Grammar Syntax

Complete reference for the Galore grammar DSL

Grammar Syntax

Galore uses an extended BNF syntax for defining grammars. This page is the complete syntax reference.

Basic Rule Syntax

A grammar rule defines a non-terminal and its possible productions:

NonTerminal -> production1 | production2 | ... ;

Key points:

  • Rules end with a semicolon ;
  • Productions are separated by | (pipe)
  • You can also use : instead of ->

Example

Expr -> Expr "+" Term | Term ;
Term -> Term "*" Factor | Factor ;
Factor -> "(" Expr ")" | NUMBER ;

Symbols

Non-Terminals

Non-terminals are symbols that have productions. By convention, they start with an uppercase letter:

Expr, Term, Statement, Program

Any identifier that appears on the left side of a rule (->) is automatically recognized as a non-terminal.

Terminals (Tokens)

Terminals can be defined in several ways:

TypeSyntaxExample
String literal "..." or '...' "if", "+", 'while'
Regex pattern /pattern/flags /[0-9]+/, /[a-zA-Z_]\w*/
Named token %token NAME /pattern/ %token NUMBER /[0-9]+/

Inline Tokens

String literals and regex patterns used directly in rules are automatically added to the lexer:

// These create tokens automatically
Stmt -> "if" "(" Expr ")" Stmt ;
Number -> /[0-9]+/ ;

Directives

Directives configure the grammar and lexer. They start with %.

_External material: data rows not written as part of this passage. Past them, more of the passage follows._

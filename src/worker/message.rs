//! Control messages posted to the worker by the page.

use serde::{Deserialize, Serialize};
use thiserror::Error;

/// A parsed control message.
#[derive(Debug, Clone, PartialEq, Eq)]
pub enum ControlMessage {
  /// Activate a waiting worker now
  SkipWaiting,
  /// Reply with the active static generation name
  GetVersion,
  /// Delete every cache generation
  ClearCache,
  /// Re-fetch the application shell into the static generation
  ForceUpdate,
  Unknown(String),
}

#[derive(Debug, Error)]
pub enum MessageError {
  #[error("malformed message: {0}")]
  Malformed(#[from] serde_json::Error),
}

#[derive(Deserialize)]
struct Envelope {
  #[serde(rename = "type")]
  kind: String,
}

impl ControlMessage {
  /// Parse a `{ "type": ..., "payload": ... }` message.
  pub fn parse(data: &[u8]) -> Result<Self, MessageError> {
    let envelope: Envelope = serde_json::from_slice(data)?;

    Ok(match envelope.kind.as_str() {
      "SKIP_WAITING" => Self::SkipWaiting,
      "GET_VERSION" => Self::GetVersion,
      "CLEAR_CACHE" => Self::ClearCache,
      "FORCE_UPDATE" => Self::ForceUpdate,
      _ => Self::Unknown(envelope.kind),
    })
  }
}

/// Reply posted back on the message port for GET_VERSION.
#[derive(Debug, Clone, PartialEq, Eq, Serialize, Deserialize)]
pub struct VersionReply {
  pub version: String,
}

#[cfg(test)]
mod tests {
  use super::*;

  #[test]
  fn test_parse_known_types() {
    assert_eq!(
      ControlMessage::parse(br#"{"type":"SKIP_WAITING"}"#).unwrap(),
      ControlMessage::SkipWaiting
    );
    assert_eq!(
      ControlMessage::parse(br#"{"type":"GET_VERSION"}"#).unwrap(),
      ControlMessage::GetVersion
    );
    assert_eq!(
      ControlMessage::parse(br#"{"type":"CLEAR_CACHE","payload":null}"#).unwrap(),
      ControlMessage::ClearCache
    );
    assert_eq!(
      ControlMessage::parse(br#"{"type":"FORCE_UPDATE","payload":{"reason":"manual"}}"#).unwrap(),
      ControlMessage::ForceUpdate
    );
  }

  #[test]
  fn test_parse_unknown_type() {
    assert_eq!(
      ControlMessage::parse(br#"{"type":"PING"}"#).unwrap(),
      ControlMessage::Unknown("PING".to_string())
    );
  }

  #[test]
  fn test_parse_malformed() {
    assert!(ControlMessage::parse(b"not json").is_err());
    assert!(ControlMessage::parse(br#"{"kind":"GET_VERSION"}"#).is_err());
  }

  #[test]
  fn test_version_reply_shape() {
    let reply = VersionReply {
      version: "static-v1".to_string(),
    };
    assert_eq!(
      serde_json::to_string(&reply).unwrap(),
      r#"{"version":"static-v1"}"#
    );
  }
}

%token - Named Token Definition

Defines a named terminal with a pattern:

%token NUMBER /[0-9]+/
%token STRING /"([^"\\]|\\.)*"/
%token IDENT /[a-zA-Z_][a-zA-Z0-9_]*/

The pattern can be a regex (/pattern/) or a string literal ("literal").

%skip - Skipped Patterns

Defines patterns to skip (whitespace, comments):

%skip /[ \t\n\r]+/           // Whitespace
%skip /\/\/[^\n]*/           // Line comments
%skip /\/\*[\s\S]*?\*\//     // Block comments

Skipped patterns are consumed but don't produce tokens.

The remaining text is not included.